[Stored data entries]
◆ ◆ ◆
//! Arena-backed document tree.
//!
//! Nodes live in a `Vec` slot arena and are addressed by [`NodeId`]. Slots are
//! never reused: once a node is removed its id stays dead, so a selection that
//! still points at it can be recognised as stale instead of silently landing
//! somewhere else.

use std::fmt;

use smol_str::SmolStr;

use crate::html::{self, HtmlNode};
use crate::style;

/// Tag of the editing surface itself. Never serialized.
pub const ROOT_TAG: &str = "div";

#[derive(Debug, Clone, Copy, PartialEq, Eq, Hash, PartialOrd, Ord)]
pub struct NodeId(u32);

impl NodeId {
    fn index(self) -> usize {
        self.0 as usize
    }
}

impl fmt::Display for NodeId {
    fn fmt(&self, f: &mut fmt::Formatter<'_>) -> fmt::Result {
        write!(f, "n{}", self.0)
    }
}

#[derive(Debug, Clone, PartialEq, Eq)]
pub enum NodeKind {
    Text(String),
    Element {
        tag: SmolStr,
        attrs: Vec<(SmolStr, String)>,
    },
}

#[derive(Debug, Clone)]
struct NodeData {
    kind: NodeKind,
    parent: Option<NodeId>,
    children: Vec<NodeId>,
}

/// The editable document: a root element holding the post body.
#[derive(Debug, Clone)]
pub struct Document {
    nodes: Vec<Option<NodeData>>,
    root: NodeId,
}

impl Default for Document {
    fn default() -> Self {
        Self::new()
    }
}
◆ ◆ ◆
-- ABOUT THIS EXERCISE --
State the number of lines in the records that include "derive", and write nothing else.

-- SOLUTION --
4